I happen to agree with the author of this piece that Wilson was one of our very worst presidents. My reasons are many and varied, from his foreign policy (not really neutral in WWI from the beginning) to his propaganda campaign during WWI, the 1919 Red Scare excesses against civil liberties, his championship of the income tax, the Federal reserve, and, of course, the extreme Southern bigotry of his views, although as one descended from Southerners I hardly take a pro-Radical Reconstruction view of the period.

Curiously, my dislike of Wilson was actually formed reading the major ostensibly favorable multivolume biography by Leuchtenberg. One of the best short takes on Wilson is a little known (today) book by Sigmund Freud and Thomas Bullit titled Thomas Woodrow Wilson, in which the father of psychoanaltic frummery describes the psyche of "Little Tommy Wilson". It really is a must read for conservatives.
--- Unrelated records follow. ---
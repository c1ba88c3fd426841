// SPDX-FileCopyrightText: 2024 Phoenix R&D GmbH <hello@phnx.im>
//
// SPDX-License-Identifier: AGPL-3.0-or-later

use serde::Deserialize;

use cachet_common::DEFAULT_PORT_HTTP;

/// Configuration for the server.
#[derive(Deserialize, Clone, Debug)]
pub struct Settings {
    pub database: DatabaseSettings,
    pub application: ApplicationSettings,
    pub auth: AuthSettings,
}

/// Configuration for the application.
#[derive(Deserialize, Clone, Debug)]
pub struct ApplicationSettings {
    #[serde(default = "default_port")]
    pub port: u16,
    pub host: String,
    #[serde(default)]
    pub debug: bool,
    /// Origins allowed to talk to the HTTP API. Empty or `["*"]` means any.
    #[serde(default)]
    pub cors_origins: Vec<String>,
}

fn default_port() -> u16 {
    DEFAULT_PORT_HTTP
}

/// Configuration for the database.
#[derive(Deserialize, Clone, Debug)]
pub struct DatabaseSettings {
    pub username: String,
    pub password: String,
    pub port: u16,
    pub host: String,
    pub name: String,
    pub cacertpath: Option<String>,
}

/// Configuration for credential issuance.
#[derive(Deserialize, Clone, Debug)]
pub struct AuthSettings {
    /// HMAC secret for access and refresh tokens.
    pub jwt_secret: String,
    #[serde(default = "default_access_token_ttl")]
    pub access_token_ttl_seconds: i64,
    #[serde(default = "default_refresh_token_ttl")]
    pub refresh_token_ttl_seconds: i64,
    /// Set the `Secure` attribute on the refresh-token cookie.
    #[serde(default)]
    pub secure_cookies: bool,
    /// Require upper/lower/digit in passwords on top of the length minimum.
    #[serde(default)]
    pub validate_password_strength: bool,
}

fn default_access_token_ttl() -> i64 {
    15 * 60
}

fn default_refresh_token_ttl() -> i64 {
    30 * 24 * 60 * 60
}

impl DatabaseSettings {
    /// Add the TLS mode to the connection string if the CA certificate path
    /// is set.
    fn add_tls_mode(&self, mut connection_string: String) -> String {
        if let Some(ref ca_cert_path) = self.cacertpath {
            connection_string.push_str(&format!("?sslmode=verify-ca&sslrootcert={ca_cert_path}"));
        } else {
            tracing::warn!(
                "No CA certificate path set for database connection. TLS will not be enabled."
            );
        }
        connection_string
    }

    /// Compose the base connection string without the database name.
    fn base_connection_string(&self) -> String {
        format!(
            "postgres://{}:{}@{}:{}",
            self.username, self.password, self.host, self.port
        )
    }

    /// Get the connection string for the database.
    pub fn connection_string(&self) -> String {
        let mut connection_string = self.base_connection_string();
        connection_string.push('/');
        connection_string.push_str(&self.name);
        self.add_tls_mode(connection_string)
    }

    /// Get the connection string for the database without the database name.
    pub fn connection_string_without_database(&self) -> String {
        let connection_string = self.base_connection_string();
        self.add_tls_mode(connection_string)
    }
}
A couple of notes on the article: Wilson did appoint William Jennings Bryan as secretary of state, but the two never got along: Wilson was a psuedo-aristocrat, former president of Princeton, and Bryan a populist, though by no means a stupid or uneducated man. I mentioned above that Wilson was not really neutral during WWI, conspiring essentially with Sir Edward Grey, the British Foreign Secretary, (through is emmissary, Col. House, who pretty much described the whole thing in his memoirs) to tilt American 'neutrality' against the Central Powers and towards the Brits. Bryan, an honest patriot even if a fundamentalist mountebank in many respects, was appalled and, in what I have elsewhere described as the one principled act of his entire life, resigned as secretary of state in 1915 over the matter.

Wilson was also heavily under the influence of his wife, who was practically running the government after his stroke. Wilson's insistance that the US Senate accept the League of Nations "as is" ensured its rejection and failure.

Moreover, Wilson's whole vision of the post WWI world, the Fourteen Points, and the entire performance of the American delegation at the Versailles Peace Conference in 1919, which resulted in the infamous Treaty of Versailles, has been heavily critiziced by diplomatic historians. The classic which everyone should read on this is Peacemaking 1919 by Sir Harold Nicholson, who was a member of the British delegation. Wilson's lack of preparation was astonishing, and was a major factor in the disaster that ensued. I don't know if the book is still read, but when I was a graduate student in European history, it was one of those books you had to know, rather like Fritz Fischer's Germany's Aims in the First World War (Griff nach der Weltmacht in German)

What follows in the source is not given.